Gwen rolled her eyes. Her father annoyed her on purpose. It was his life’s goal. He smiled and raised his eyebrows.
“Rick Navarro, you have to look longer.” She always used her father’s name like that when he either was not listening, which was most of the time, or when he was annoying her, which was also most of the time.
“Guinevere Navarro,” he replied in exactly the same exasperated tone. “I think it’s time you went to bed.”
She was about to use her best argument for why bed was not an option right now, when she saw his gaze take in the scene behind her. As a frown spread across his face, she sheepishly grinned and slowly turned around. The brown coco stain was no longer the least of their worries.
Barfy was valiantly defending them from an evil army of now de-feathered pillows. Growling ferociously, he shook the last pillow in a flurry of feathers. Satisfied, he dropped the evil pillow and laid down, happily panting, in a pile of shredded cloth and floating fluff. Gwen turned back to her father who was staring, speechless, at the chaos.
“Well,” she said, cheerfully patting his arm. “Off to bed. G’night.”
Before her dad could figure out who was actually in trouble, her or the dog, Gwen skipped out of the living room, down the hall, and into her bedroom. Without even turning on her light, she bounded across the messy, clothes-strewn floor, jumped onto her big quilt, and looked out the window. If only they had the internet out here so that she could contact her friends, or look up what glowing lights in the woods meant, but no. This was her parent’s vacation cabin in Colorado. To an eleven-year-old girl, however, it was more like frontier times where things like computers and microwaves didn’t exist. It was a lot more fun, though, before her mom had disappeared a year ago.
It was a long time before sleep finally won out over staring into the night. The storm had grown worse and snowflakes draped around the windowpanes. Her forehead and cheek squeaked down the glass, waking her up with a snort.
“What,” she mumbled to herself, wiping drool off her numb cheek.
Just as her eyelids were beginning to droop once more they snapped open, and Gwen pressed her face against the icy glass. She could hardly believe what she was seeing. Near the crest of the hill was a creature. Surrounded by glowing specks of purple and blue light, it pushed its way through the deep snow towards the cabin. She blinked but the vision didn't vanish. As it struggled through the drifts up to its chest, she saw that it was cat-like. A mountain lion? They were rare in these parts, but no mountain lion would be glittering like the snow and glowing with colorful sparks of light. Just as the creature was almost close enough to see, it veered off to the right and vanished around the other side of the house.

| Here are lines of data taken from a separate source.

use chrono::{Duration, NaiveTime};
use serde::{Deserialize, Serialize};
use std::collections::BTreeSet;

use super::{clock_label, hm, CareError};
use crate::config::MedicationConfig;

#[derive(Debug, Clone, PartialEq, Eq, Serialize, Deserialize)]
pub struct Medication {
    pub id: String,
    pub name: String,
    pub dosage: String,
    pub times: Vec<NaiveTime>,
    /// Scheduled times already taken today.
    #[serde(default)]
    pub taken: BTreeSet<NaiveTime>,
    pub important: bool,
    pub instructions: String,
}

impl Medication {
    pub fn is_taken(&self, time: NaiveTime) -> bool {
        self.taken.contains(&time)
    }
}

#[derive(Debug, Clone, PartialEq, Eq, Serialize)]
pub struct DoseStatus {
    pub medication_id: String,
    pub name: String,
    pub time: NaiveTime,
    pub taken: bool,
    pub near_time: bool,
}

const DEFAULT_WINDOW_MINUTES: i64 = 30;

/// Out-of-range windows from a hand-edited config fall back to the default.
fn reminder_window(minutes: i64) -> Duration {
    Duration::try_minutes(minutes).unwrap_or_else(|| {
        tracing::warn!(
            minutes,
            fallback = DEFAULT_WINDOW_MINUTES,
            "reminder window out of range, using default"
        );
        Duration::minutes(DEFAULT_WINDOW_MINUTES)
    })
}

#[derive(Debug, Clone)]
pub struct MedicationSchedule {
    medications: Vec<Medication>,
    reminder_window: Duration,
}

impl MedicationSchedule {
    pub fn new(medications: Vec<Medication>, config: &MedicationConfig) -> Self {
        Self {
            medications,
            reminder_window: reminder_window(config.reminder_window_minutes),
        }
    }

    pub fn sample(config: &MedicationConfig) -> Self {
        let med = |id: &str, name: &str, dosage: &str, times: Vec<NaiveTime>, important, instructions: &str| {
            Medication {
                id: id.to_string(),
                name: name.to_string(),
                dosage: dosage.to_string(),
                times,
                taken: BTreeSet::new(),
                important,
                instructions: instructions.to_string(),
            }
        };
        Self::new(
            vec![
                med(
                    "1",
                    "Blood Pressure Medication",
                    "10mg",
                    vec![hm(8, 0), hm(20, 0)],
                    true,
                    "Take with food",
                ),
                med("2", "Vitamin D", "1000 IU", vec![hm(8, 0)], false, "Take with breakfast"),
                med(
                    "3",
                    "Heart Medication",
                    "5mg",
                    vec![hm(8, 0), hm(14, 0), hm(20, 0)],
                    true,
                    "Do not skip doses",
                ),
            ],
            config,
        )
    }

    pub fn medications(&self) -> &[Medication] {
        &self.medications
    }

    pub fn get(&self, id: &str) -> Option<&Medication> {
        self.medications.iter().find(|m| m.id == id)
    }

    fn scheduled(&self, id: &str, time: NaiveTime) -> Result<&Medication, CareError> {
        let medication = self
            .get(id)
            .ok_or_else(|| CareError::UnknownMedication(id.to_string()))?;
        if !medication.times.contains(&time) {
            return Err(CareError::UnscheduledDose {
                medication: medication.name.clone(),
                time: clock_label(time),
            });
        }
        Ok(medication)
    }

    /// Record a dose. Returns the spoken confirmation.
    pub fn mark_taken(&mut self, id: &str, time: NaiveTime) -> Result<String, CareError> {
        self.scheduled(id, time)?;
        let medication = self
            .medications
            .iter_mut()
            .find(|m| m.id == id)
            .ok_or_else(|| CareError::UnknownMedication(id.to_string()))?;
        medication.taken.insert(time);
        tracing::info!(medication = %medication.name, time = %time, "dose taken");
        Ok(format!(
            "Good job! You took your {} at {}",
            medication.name,
            clock_label(time)
        ))
    }

    /// Spoken reminder for one scheduled dose.
    pub fn reminder(&self, id: &str, time: NaiveTime) -> Result<String, CareError> {
        let m = self.scheduled(id, time)?;
        Ok(format!(
            "Reminder: It's time to take your {}, {} at {}. {}",
            m.name,
            m.dosage,
            clock_label(time),
            m.instructions
        ))
    }

    /// Whether `now` is within the reminder window of `scheduled`, same day.
    pub fn is_near_time(&self, scheduled: NaiveTime, now: NaiveTime) -> bool {
        let diff = now.signed_duration_since(scheduled);
        diff <= self.reminder_window && diff >= -self.reminder_window
    }

    /// Every scheduled dose with its status at `now`.
    pub fn doses(&self, now: NaiveTime) -> Vec<DoseStatus> {
        self.medications
            .iter()
            .flat_map(|m| {
                m.times.iter().map(move |&time| DoseStatus {
                    medication_id: m.id.clone(),
                    name: m.name.clone(),
                    time,
                    taken: m.is_taken(time),
                    near_time: self.is_near_time(time, now),
                })
            })
            .collect()
    }

    /// Untaken doses inside the reminder window.
    pub fn due_soon(&self, now: NaiveTime) -> Vec<DoseStatus> {
        self.doses(now)
            .into_iter()
            .filter(|d| d.near_time && !d.taken)
            .collect()
    }

    pub fn reset_day(&mut self) {
        for m in &mut self.medications {
            m.taken.clear();
        }
    }
}
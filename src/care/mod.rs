//! Care data owned by the presentation layer: routine checklist, medication
//! schedule, family cards and the memory quiz.

pub mod family;
pub mod medication;
pub mod quiz;
pub mod routine;
pub mod store;

use chrono::NaiveTime;
use thiserror::Error;

pub use family::{FamilyDirectory, FamilyMember, FamilyUpdate};
pub use medication::{DoseStatus, Medication, MedicationSchedule};
pub use quiz::{AnswerFeedback, MemoryQuiz, QuestionKind, QuizQuestion, QuizRating, QuizStep, QuizSummary};
pub use routine::{DailyRoutine, RoutineItem, RoutineProgress, ToggleOutcome};
pub use store::CareStore;

#[derive(Debug, Clone, PartialEq, Eq, Error)]
pub enum CareError {
    #[error("no routine item with id {0}")]
    UnknownRoutineItem(String),
    #[error("no medication with id {0}")]
    UnknownMedication(String),
    #[error("{medication} is not scheduled at {time}")]
    UnscheduledDose { medication: String, time: String },
    #[error("no family member with id {0}")]
    UnknownFamilyMember(String),
    #[error("\"{0}\" is not one of the options")]
    InvalidOption(String),
    #[error("this question has already been answered")]
    AlreadyAnswered,
    #[error("answer the current question first")]
    NotAnswered,
    #[error("the quiz is already finished")]
    QuizFinished,
}

/// Clock label as shown and spoken on the care screens, e.g. "8:30 AM".
pub fn clock_label(time: NaiveTime) -> String {
    time.format("%-I:%M %p").to_string()
}

/// Build a `NaiveTime` for seed data; invalid input falls back to midnight.
pub(crate) fn hm(hour: u32, minute: u32) -> NaiveTime {
    NaiveTime::from_hms_opt(hour, minute, 0).unwrap_or_default()
}

#[cfg(test)]
mod tests {
    use super::*;

    #[test]
    fn clock_label_drops_leading_zero() {
        assert_eq!(clock_label(hm(8, 30)), "8:30 AM");
        assert_eq!(clock_label(hm(19, 0)), "7:00 PM");
        assert_eq!(clock_label(hm(12, 5)), "12:05 PM");
    }
}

She scrambled off her bed and stumbled across the dark room.
“Ow,” she grumbled as she stepped on something pointy lying on the floor.

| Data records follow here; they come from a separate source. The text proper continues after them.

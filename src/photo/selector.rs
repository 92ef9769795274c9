use std::sync::Arc;

use super::catalog::{PersonProfile, PhotoCatalog};
use super::gender::infer_gender;
use super::{Ethnicity, Gender};
use crate::utils::random::{RandomSource, ThreadRandom};

/// Pick one photo for the profile: bucket by age, look up (bucket, gender)
/// with the middle-aged fallback, then draw uniformly among the candidates.
pub fn select_photo<'a>(
    catalog: &'a PhotoCatalog,
    profile: &PersonProfile,
    rng: &mut dyn RandomSource,
) -> &'a str {
    let bucket = profile.bucket();
    let candidates = catalog.candidates(bucket, profile.gender);
    if candidates.is_empty() {
        return "";
    }
    let choice = &candidates[rng.next_index(candidates.len())];
    tracing::debug!(
        age = profile.age,
        gender = %profile.gender,
        %bucket,
        photo = %choice,
        "selected photo"
    );
    choice
}

/// Catalog plus random source, owned by whoever renders photos.
pub struct PhotoSelector<R: RandomSource = ThreadRandom> {
    catalog: Arc<PhotoCatalog>,
    rng: R,
}

impl Default for PhotoSelector<ThreadRandom> {
    fn default() -> Self {
        Self::new(PhotoCatalog::builtin(), ThreadRandom)
    }
}

impl<R: RandomSource> PhotoSelector<R> {
    pub fn new(catalog: Arc<PhotoCatalog>, rng: R) -> Self {
        Self { catalog, rng }
    }

    pub fn catalog(&self) -> &PhotoCatalog {
        &self.catalog
    }

    pub fn rng_mut(&mut self) -> &mut R {
        &mut self.rng
    }

    pub fn select(&mut self, profile: &PersonProfile) -> String {
        select_photo(&self.catalog, profile, &mut self.rng).to_string()
    }

    pub fn infer_gender(&mut self, name: &str) -> Gender {
        infer_gender(name, &mut self.rng)
    }

    /// Photo for a family member known only by name and age.
    pub fn photo_for_person(&mut self, name: &str, age: i32) -> String {
        let gender = self.infer_gender(name);
        let profile = PersonProfile::new(age, gender).with_ethnicity(Ethnicity::Indian);
        self.select(&profile)
    }
}

#[cfg(test)]
mod tests {
    use super::*;
    use crate::photo::AgeBucket;
    use crate::utils::random::{SeededRandom, SequenceRandom};
    use proptest::prelude::*;
    use std::collections::HashSet;

    #[test]
    fn pinned_index_picks_that_candidate() {
        let catalog = PhotoCatalog::builtin();
        let mut rng = SequenceRandom::new(vec![2]);
        let photo = select_photo(&catalog, &PersonProfile::new(80, Gender::Female), &mut rng);
        assert_eq!(photo, catalog.get(AgeBucket::Elderly, Gender::Female).unwrap()[2]);
    }

    #[test]
    fn absent_pair_draws_from_middle_aged() {
        let catalog = PhotoCatalog::new([
            ((AgeBucket::MiddleAged, Gender::Male), vec!["m1".into(), "m2".into()]),
            ((AgeBucket::MiddleAged, Gender::Female), vec!["f1".into()]),
        ])
        .unwrap();
        let mut rng = SeededRandom::new(3);
        for age in [0, 15, 30, 60, 90] {
            let photo = select_photo(&catalog, &PersonProfile::new(age, Gender::Male), &mut rng);
            assert!(photo == "m1" || photo == "m2");
            let photo = select_photo(&catalog, &PersonProfile::new(age, Gender::Female), &mut rng);
            assert_eq!(photo, "f1");
        }
    }

    #[test]
    fn repeated_draws_cover_every_candidate() {
        let mut selector: PhotoSelector = PhotoSelector::default();
        let profile = PersonProfile::new(45, Gender::Male);
        let expected: HashSet<String> = selector
            .catalog()
            .candidates(AgeBucket::MiddleAged, Gender::Male)
            .iter()
            .cloned()
            .collect();

        let seen: HashSet<String> = (0..300).map(|_| selector.select(&profile)).collect();
        assert_eq!(seen, expected);
    }

    #[test]
    fn ethnicity_does_not_change_selection() {
        let catalog = PhotoCatalog::builtin();
        for ethnicity in Ethnicity::ALL {
            let mut rng = SequenceRandom::new(vec![1]);
            let profile = PersonProfile::new(30, Gender::Female).with_ethnicity(ethnicity);
            assert_eq!(
                select_photo(&catalog, &profile, &mut rng),
                catalog.get(AgeBucket::YoungAdult, Gender::Female).unwrap()[1]
            );
        }
    }

    #[test]
    fn person_photo_matches_inferred_gender() {
        let mut selector = PhotoSelector::new(PhotoCatalog::builtin(), SequenceRandom::new(vec![0]));
        let photo = selector.photo_for_person("Rohan Sharma", 9);
        assert_eq!(
            photo,
            selector.catalog().get(AgeBucket::Child, Gender::Male).unwrap()[0]
        );
    }

    proptest! {
        #[test]
        fn selection_is_member_of_pair(age in -20i32..=200, female in any::<bool>(), seed in any::<u64>()) {
            let gender = if female { Gender::Female } else { Gender::Male };
            let catalog = PhotoCatalog::builtin();
            let mut rng = SeededRandom::new(seed);
            let photo = select_photo(&catalog, &PersonProfile::new(age, gender), &mut rng);
            let list = catalog.get(AgeBucket::of(age), gender).unwrap();
            prop_assert!(list.iter().any(|p| p == photo));
        }
    }
}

Carefully, quietly, she opened her door and tiptoed down the wooden hall. It wasn’t her dad she was worried about waking, it was Barfy. He was a furry alarm, but only when she was trying to do something she wasn’t supposed to do. He never barked when strangers or possibly axe-murderers came up to the house. Peering into the living room, she didn’t see the slobber-machine, so she made her way over to the kitchen. The fire was just embers, making it difficult to see, but after walking into a chair, stubbing her toe, and tripping over Barf’s squeaky-toy, she was finally standing in front of the door beside the fridge.
Cupping her hands around her face, she stared wide-eyed at the impossible scene under the moonlight. Only a few paces from the door, glittering like crystal, its eyes and spotted fur faintly glowing violet, sat a very large snow leopard.